── Data supplied

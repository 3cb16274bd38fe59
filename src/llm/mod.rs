//! LLM client abstraction with smart routing.
//!
//! This module provides a unified interface for working with multiple LLM providers
//! (Anthropic, OpenAI, OpenRouter) with intelligent routing based on query type
//! and recursion depth, plus a batch executor for bounded-concurrency fan-out
//! requests such as re-ranking and hypothesis generation.
//!
//! ## Example
//!
//! ```rust,ignore
//! use admin_rag_core::llm::{
//!     AnthropicClient, ClientConfig, SmartRouter, RoutingContext,
//!     CompletionRequest, ChatMessage,
//! };
//!
//! let client = AnthropicClient::new(
//!     ClientConfig::new("your-api-key")
//!         .with_default_model("claude-3-5-sonnet-20241022")
//! );
//!
//! let router = SmartRouter::new();
//! let context = RoutingContext::new().with_depth(0);
//! let decision = router.route("Analyze the architecture", &context);
//!
//! let request = CompletionRequest::new()
//!     .with_model(&decision.model.id)
//!     .with_message(ChatMessage::user("Hello"));
//!
//! let response = client.complete(request).await?;
//! ```

mod batch;
mod client;
mod router;
mod types;

pub use batch::{
    BatchConfig, BatchExecutor, BatchQueryResult, BatchedLLMQuery, BatchedQueryResults,
    RetryConfig, DEFAULT_MAX_PARALLEL, DEFAULT_RATE_LIMIT_WINDOW_MS,
};
pub use client::{
    AnthropicClient, ClientConfig, LLMClient, MultiProviderClient, OpenAIClient, TrackedClient,
};
#[cfg(feature = "gemini")]
pub use client::GoogleClient;
pub use router::{QueryType, RoutingContext, RoutingDecision, SmartRouter, TierDefaults};
pub use types::{
    CacheControl, ChatMessage, ChatRole, CompletionRequest, CompletionResponse, CostTracker,
    EmbeddingRequest, EmbeddingResponse, ModelCosts, ModelSpec, ModelTier, Provider, StopReason,
    TierBreakdown, TierCosts, TokenUsage,
};
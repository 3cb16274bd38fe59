//! Hybrid Retrieval Engine: multi-backend search, fusion, query
//! expansion and LLM re-ranking (§4.7), plus the narrow backend traits
//! of the Polyglot Data Facade (§4.11).

mod backends;
mod circuit;
mod engine;
mod expansion;
mod fusion;
mod rerank;
mod types;

pub use backends::{
    BackendRegistry, GraphBackend, InMemoryGraphBackend, InMemoryVectorBackend, RelationalBackend,
    SqliteRelationalBackend, StoredDocument, VectorBackend,
};
pub use circuit::CircuitBreaker;
pub use engine::HybridRetrievalEngine;
pub use expansion::expand_query;
pub use fusion::fuse;
pub use rerank::{rerank, LlmReranker, RerankMode, Reranker};
pub use types::{
    BackendKind, BackendWeights, FusedResult, FusionStrategy, HybridResult, ScoreDiagnostics,
    SearchResult,
};
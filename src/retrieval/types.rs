//! Shared types for the Hybrid Retrieval Engine: search results, fusion
//! strategy selection and the weights that drive it (§4.7).

use serde::{Deserialize, Serialize};
use std::collections::HashMap;

/// How per-backend result lists are combined into one ranked list.
#[derive(Debug, Clone, Copy, PartialEq, Eq, Serialize, Deserialize)]
#[serde(rename_all = "snake_case")]
pub enum FusionStrategy {
    ReciprocalRankFusion,
    WeightedSum,
    BordaCount,
}

impl Default for FusionStrategy {
    fn default() -> Self {
        FusionStrategy::ReciprocalRankFusion
    }
}

/// The backend a `SearchResult` originated from.
#[derive(Debug, Clone, Copy, PartialEq, Eq, Hash, Serialize, Deserialize)]
#[serde(rename_all = "snake_case")]
pub enum BackendKind {
    Vector,
    Graph,
    Keyword,
}

impl std::fmt::Display for BackendKind {
    fn fmt(&self, f: &mut std::fmt::Formatter<'_>) -> std::fmt::Result {
        match self {
            BackendKind::Vector => write!(f, "vector"),
            BackendKind::Graph => write!(f, "graph"),
            BackendKind::Keyword => write!(f, "keyword"),
        }
    }
}

/// Relative weight given to each backend during fusion. Backends not
/// present default to a weight of 1.0.
#[derive(Debug, Clone, Default)]
pub struct BackendWeights(pub HashMap<BackendKind, f64>);

impl BackendWeights {
    pub fn uniform() -> Self {
        let mut weights = HashMap::new();
        weights.insert(BackendKind::Vector, 1.0);
        weights.insert(BackendKind::Graph, 1.0);
        weights.insert(BackendKind::Keyword, 1.0);
        Self(weights)
    }

    pub fn get(&self, backend: BackendKind) -> f64 {
        self.0.get(&backend).copied().unwrap_or(1.0)
    }
}

/// Diagnostics carried alongside a result's fused score, preserved so
/// callers can audit how a document was ranked (§4.7 score normalisation).
#[derive(Debug, Clone, Default, Serialize, Deserialize)]
pub struct ScoreDiagnostics {
    pub raw_scores: HashMap<String, f64>,
    pub normalized_scores: HashMap<String, f64>,
}

/// A single document as returned by one backend.
#[derive(Debug, Clone, Serialize, Deserialize)]
pub struct SearchResult {
    pub document_id: String,
    pub title: String,
    pub snippet: String,
    pub backend: BackendKind,
    /// Raw, backend-native score (cosine similarity, BM25, graph weight).
    pub raw_score: f64,
    #[serde(default)]
    pub metadata: HashMap<String, String>,
}

impl SearchResult {
    pub fn new(
        document_id: impl Into<String>,
        title: impl Into<String>,
        snippet: impl Into<String>,
        backend: BackendKind,
        raw_score: f64,
    ) -> Self {
        Self {
            document_id: document_id.into(),
            title: title.into(),
            snippet: snippet.into(),
            backend,
            raw_score,
            metadata: HashMap::new(),
        }
    }
}

/// A fused, deduplicated result as returned by `hybrid_search`.
#[derive(Debug, Clone, Serialize, Deserialize)]
pub struct FusedResult {
    pub document_id: String,
    pub title: String,
    pub snippet: String,
    pub fused_score: f64,
    pub contributing_backends: Vec<BackendKind>,
    pub diagnostics: ScoreDiagnostics,
}

/// The outcome of one `hybrid_search` call, including which backends
/// degraded so the caller can surface a partial-result warning.
#[derive(Debug, Clone, Serialize, Deserialize)]
pub struct HybridResult {
    pub results: Vec<FusedResult>,
    pub strategy: FusionStrategy,
    pub degraded_backends: Vec<BackendKind>,
}
impl<C: LLMClient> LlmHypothesisGenerator<C> {
    pub fn new(client: C) -> Self {
        Self {
            client,
            model: None,
        }
    }

    pub fn with_model(mut self, model: impl Into<String>) -> Self {
        self.model = Some(model.into());
        self
    }
}

#[async_trait]
impl<C: LLMClient> HypothesisGenerator for LlmHypothesisGenerator<C> {
    async fn generate(&self, query_text: &str, context_snippets: &[String]) -> Result<Hypothesis> {
        let mut user_content = query_text.to_string();
        if !context_snippets.is_empty() {
            user_content.push_str("\n\nContext:\n");
            user_content.push_str(&context_snippets.join("\n---\n"));
        }

        let mut request = CompletionRequest::new()
            .with_system(SYSTEM_PROMPT)
            .with_message(ChatMessage::user(user_content))
            .with_temperature(0.0);
        if let Some(model) = &self.model {
            request = request.with_model(model);
        }

        match self.client.complete(request).await {
            Ok(response) => Ok(parse_hypothesis_response(query_text, &response.content)),
            Err(_) => Ok(Hypothesis::fallback(query_text)),
        }
    }
}

#[cfg(test)]
mod tests {
    use super::*;

    #[test]
    fn extracts_fenced_json_block() {
        let raw = "Sure, here you go:\n```json\n{\"question_type\": \"procedural\"}\n```\nThanks";
        assert_eq!(extract_json_block(raw), "{\"question_type\": \"procedural\"}");
    }

    #[test]
    fn extracts_brace_substring_without_fences() {
        let raw = "preamble {\"a\": 1} trailing text";
        assert_eq!(extract_json_block(raw), "{\"a\": 1}");
    }

    #[test]
    fn parses_strict_json() {
        let raw = r#"{"question_type": "procedural", "primary_intent": "apply for permit", "confidence": "high"}"#;
        let h = parse_hypothesis_response("q", raw);
        assert_eq!(h.question_type, QuestionType::Procedural);
        assert_eq!(h.confidence, Confidence::High);
    }

    #[test]
    fn tolerates_trailing_commas() {
        let raw = r#"{"question_type": "comparison", "primary_intent": "x", "confidence": "low",}"#;
        let h = parse_hypothesis_response("q", raw);
        assert_eq!(h.question_type, QuestionType::Comparison);
    }

    #[test]
    fn tolerates_single_quotes_as_last_resort() {
        let raw = "{'question_type': 'timeline', 'primary_intent': 'x', 'confidence': 'medium'}";
        let h = parse_hypothesis_response("q", raw);
        assert_eq!(h.question_type, QuestionType::Timeline);
        assert_eq!(h.confidence, Confidence::Medium);
    }

    #[test]
    fn unknown_question_type_falls_back_by_substring() {
        let raw = r#"{"question_type": "FACT_RETRIEVAL_EXTRA", "primary_intent": "x", "confidence": "unknown"}"#;
        let h = parse_hypothesis_response("q", raw);
        assert_eq!(h.question_type, QuestionType::FactRetrieval);
    }

    #[test]
    fn garbage_response_yields_fallback() {
        let h = parse_hypothesis_response("original query", "not json at all {{{");
        assert_eq!(h.confidence, Confidence::Unknown);
        assert_eq!(h.question_type, QuestionType::FactRetrieval);
        assert_eq!(h.primary_intent, "original query");
        assert!(h.information_gaps.is_empty());
    }

    #[test]
    fn requires_clarification_iff_critical_gap() {
        let mut h = Hypothesis::fallback("q");
        assert!(!h.requires_clarification());

        h.information_gaps.push(InformationGap {
            kind: "location".to_string(),
            severity: GapSeverity::Important,
            suggested_query: None,
            examples: vec![],
        });
        assert!(!h.requires_clarification());

        h.information_gaps.push(InformationGap {
            kind: "location".to_string(),
            severity: GapSeverity::Critical,
            suggested_query: None,
            examples: vec![],
        });
        assert!(h.requires_clarification());
    }

    #[test]
    fn high_confidence_is_downgraded_when_critical_gap_present() {
        let raw = r#"{"question_type": "fact_retrieval", "primary_intent": "x", "confidence": "high",
            "information_gaps": [{"kind": "location", "severity": "critical"}]}"#;
        let h = parse_hypothesis_response("q", raw);
        assert_eq!(h.confidence, Confidence::Medium);
    }
}
//! Message types shared by the Context Window Manager and Response Planner.

mod types;

pub use types::{Message, Role};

────

[Exercise brief] Count how many lines of the listing above include the word "ChatMessage", then reply with that count and no other text.

[Solution] 4